Some weeks ago a friend of my grandmother came to visit. She was an energetic stocky woman of crude manners—which is surprising for me to notice, since I have crude manners too. She dropped by for lunch, and when my grandmother suggested staying until dinner, she enthusiastically consented without the usual negotiations to figure out if the invitation was extended out of courtesy.
As they chatted in the little room where my grandmother plays solitaire on the computer, I made my regular rounds emptying the ashtray, making sure grandma had enough water in her glass, refilling her cigarette case, and so on. There was nothing out of the ordinary in this routine, it’s a matter of habit and convenience.

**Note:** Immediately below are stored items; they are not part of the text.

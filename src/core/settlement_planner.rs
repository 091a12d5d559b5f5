//! Settlement planning
//!
//! Turns net balances into a list of directed transfers using a greedy
//! two-pointer match between the largest creditor and the largest debtor.
//! The result is deterministic but not guaranteed to be the minimum number of
//! transfers.

use crate::types::money::{is_settled, CENT};
use crate::types::{BalanceSheet, MemberId, Settlement};
use rust_decimal::Decimal;
use tracing::debug;

/// A creditor or debtor with the amount still to be matched
struct Position<'a> {
    member: &'a MemberId,
    remaining: Decimal,
}

/// Sort descending by remaining amount, keeping sheet order for ties
fn by_magnitude(positions: &mut [Position<'_>]) {
    positions.sort_by(|a, b| b.remaining.cmp(&a.remaining));
}

/// Plan the transfers that settle a balance sheet
///
/// Members whose balance is within one cent of zero are considered settled and
/// take no part. Creditors and debtors are each ordered by magnitude, and the
/// current debtor pays the current creditor the smaller of their remaining
/// amounts until either side runs out.
///
/// The function is infallible: an empty or fully settled sheet yields an
/// empty plan.
pub fn plan_settlements(balances: &BalanceSheet) -> Vec<Settlement> {
    let mut creditors: Vec<Position<'_>> = Vec::new();
    let mut debtors: Vec<Position<'_>> = Vec::new();

    for entry in balances {
        if is_settled(entry.balance) {
            continue;
        }
        if entry.balance.is_sign_positive() {
            creditors.push(Position {
                member: &entry.member,
                remaining: entry.balance,
            });
        } else {
            debtors.push(Position {
                member: &entry.member,
                remaining: -entry.balance,
            });
        }
    }

    by_magnitude(&mut creditors);
    by_magnitude(&mut debtors);

    let mut settlements = Vec::with_capacity(creditors.len() + debtors.len());
    let (mut i, mut j) = (0, 0);

    while i < creditors.len() && j < debtors.len() {
        let transfer = creditors[i].remaining.min(debtors[j].remaining);

        settlements.push(Settlement {
            from: debtors[j].member.clone(),
            to: creditors[i].member.clone(),
            amount: transfer,
        });

        creditors[i].remaining -= transfer;
        debtors[j].remaining -= transfer;

        if creditors[i].remaining < CENT {
            i += 1;
        }
        if debtors[j].remaining < CENT {
            j += 1;
        }
    }

    debug!(
        creditors = creditors.len(),
        debtors = debtors.len(),
        settlements = settlements.len(),
        "planned settlements"
    );

    settlements
}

In one of these rounds, the lady said “Oh, it must be great to have a butler at home”, to which my grandmother looked at me with derision and rolled her eyes. To my grandmother’s treatment I’ve become immune, but the words of the lady provoked a strange mixture of amusement and annoyance. I was about to protest, but I smiled politely at her and left the room.

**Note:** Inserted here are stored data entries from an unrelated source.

//! Processing strategy module for ledger processing
//!
//! This module defines the Strategy pattern for complete processing pipelines,
//! encompassing CSV parsing, ledger updates, report assembly and output. This
//! allows different processing implementations (synchronous, asynchronous
//! batch) to be selected at runtime. Both produce identical output for the same
//! input.

use crate::cli::{ReportFormat, StrategyType};
use crate::types::{GroupId, SplitError};
use std::io::Write;
use std::path::Path;

pub mod r#async;
pub mod sync;

pub use self::r#async::{AsyncProcessingStrategy, BatchConfig};
pub use sync::SyncProcessingStrategy;

/// Report output settings shared by every strategy
#[derive(Clone, Copy, Debug, Default, PartialEq, Eq)]
pub struct OutputConfig {
    /// Output format
    pub format: ReportFormat,

    /// Restrict the output to one group
    pub group: Option<GroupId>,
}

/// Processing strategy trait for complete ledger processing pipelines
pub trait ProcessingStrategy: Send + Sync {
    /// Process a ledger file and write the reports to output
    ///
    /// # Arguments
    ///
    /// * `input_path` - Path to the input CSV file containing ledger records
    /// * `output` - Writer receiving the reports
    ///
    /// # Returns
    ///
    /// * `Ok(())` if processing completed (possibly with rejected records)
    /// * `Err(SplitError)` if a fatal error occurred
    ///
    /// # Errors
    ///
    /// Returns an error if:
    /// - The input file cannot be opened (`FileNotFound`, `IoError`)
    /// - The requested group does not exist (`GroupNotFound`)
    /// - Output cannot be written (`OutputError`)
    ///
    /// Rejected rows, records and expenses are logged with `tracing::warn!`
    /// and do not stop processing.
    fn process(&self, input_path: &Path, output: &mut dyn Write) -> Result<(), SplitError>;
}

/// Create a processing strategy based on the specified strategy type
///
/// # Arguments
///
/// * `strategy_type` - The type of processing strategy to create (Sync or Async)
/// * `config` - Optional configuration for async batch processing (ignored for sync)
/// * `output` - Report format and group filter
pub fn create_strategy(
    strategy_type: StrategyType,
    config: Option<BatchConfig>,
    output: OutputConfig,
) -> Box<dyn ProcessingStrategy> {
    match strategy_type {
        StrategyType::Sync => Box::new(SyncProcessingStrategy::new(output)),
        StrategyType::Async => {
            let config = config.unwrap_or_default();
            Box::new(AsyncProcessingStrategy::new(config, output))
        }
    }
}
//! Report types handed to output writers
//!
//! All monetary fields carry exactly two fractional digits and serialize as
//! strings (e.g. `"20.00"`).

use super::group::{ExpenseId, GroupId, MemberId};
use rust_decimal::Decimal;
use serde::Serialize;

/// Balance line for one member
#[derive(Debug, Clone, PartialEq, Serialize)]
pub struct MemberReport {
    pub id: MemberId,
    pub name: String,
    pub paid: Decimal,
    pub owed: Decimal,
    pub balance: Decimal,
}

/// Settlement line with display names resolved
#[derive(Debug, Clone, PartialEq, Serialize)]
pub struct SettlementReport {
    pub from: MemberId,
    pub from_name: String,
    pub to: MemberId,
    pub to_name: String,
    pub amount: Decimal,
}

/// One payment or split of an expense
#[derive(Debug, Clone, PartialEq, Serialize)]
pub struct LineReport {
    pub member: MemberId,
    pub name: String,
    pub amount: Decimal,
}

/// Per-expense breakdown
///
/// `paid_total` sums payments and `split_total` sums splits; the two are
/// reported side by side and may differ. The individual lines follow in
/// input order.
#[derive(Debug, Clone, PartialEq, Serialize)]
pub struct ExpenseSummary {
    pub id: ExpenseId,
    pub description: Option<String>,
    pub paid_total: Decimal,
    pub split_total: Decimal,
    pub payments: Vec<LineReport>,
    pub splits: Vec<LineReport>,
}

/// Everything known about one group's balances
#[derive(Debug, Clone, PartialEq, Serialize)]
pub struct GroupReport {
    pub group: GroupId,
    pub name: String,
    pub members: Vec<MemberReport>,
    pub settlements: Vec<SettlementReport>,
    pub expenses: Vec<ExpenseSummary>,
}

impl GroupReport {
    /// Whether no transfers are needed
    pub fn is_settled(&self) -> bool {
        self.settlements.is_empty()
    }
}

As I went on with my chores in the kitchen, the amusement overcame the annoyance and I had to accept the truth in her words. I have become a butler of sorts. This obvious in the physical realm, because routine and emotional insulation makes you act professionally no matter the circumstance. However, the term was especially illuminating in the psychological realm.
In the beginning, I wanted to solve all of my grandmother’s problems. If she told me she was anxious about X, I said I could solve X. This was often met with anger: “you don’t know how to do X”. After a while of this, I became completely passive until she asked me to do something, but this would also frustrate her. With time, I intuitively figured out how to suggest a solution for X without taking away her agency, e.g. “Do you think Mr. Z can help us resolve X?”. This would set things in motion so that the necessary outcome was produced.

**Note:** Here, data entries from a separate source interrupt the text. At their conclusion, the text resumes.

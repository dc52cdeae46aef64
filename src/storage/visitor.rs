//! Visitor profile lookup.

use log::warn;
use sqlx::{Row, SqlitePool};

use crate::error_handling::DatabaseError;
use crate::models::VisitorProfile;

/// Fetches the visitor profile for a fingerprint.
///
/// Returns `Ok(None)` when no profile exists: the aggregator surfaces that
/// as a "not found" outcome, not a failure. A stored `fields` column that
/// isn't a JSON object is treated the same way (the profile is unusable)
/// with a warning.
pub async fn get_visitor_profile(
    pool: &SqlitePool,
    fingerprint: &str,
) -> Result<Option<VisitorProfile>, DatabaseError> {
    let row = sqlx::query("SELECT fields FROM visitor_profiles WHERE fingerprint = ?")
        .bind(fingerprint)
        .fetch_optional(pool)
        .await
        .map_err(DatabaseError::SqlError)?;

    let Some(row) = row else {
        return Ok(None);
    };

    let fields_raw: String = row.get("fields");
    match serde_json::from_str::<serde_json::Value>(&fields_raw) {
        Ok(serde_json::Value::Object(fields)) => Ok(Some(VisitorProfile {
            fingerprint: fingerprint.to_string(),
            fields,
        })),
        Ok(_) | Err(_) => {
            warn!("Profile for fingerprint {fingerprint} has non-object fields; treating as not found");
            Ok(None)
        }
    }
}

When dinner time came I was superbly professional attending my grandmother and her guest. My grandmother disliked that I would also serve the guest when she could help herself, but I joked that was my role as a butler. Since then, I’ve accepted this mental model and it has made both of our lives easier.
I would like to come to a more rounded conclusion to this work log, but it is time to begin my preparations for the morning: I will put a pill into a small glass and then fill a cup of cold water with a straw in it and take it to my grandmother at exactly 9 am. The pill goes into a glass because she is disgusted by having to put something into her mouth which comes from my fingers. The straw, because I would have to grab the cup near the rim to give the handle to her, and this would disgust her too. I used to feel rejected from this reaction, but understanding that I’m the butler, it comes naturally.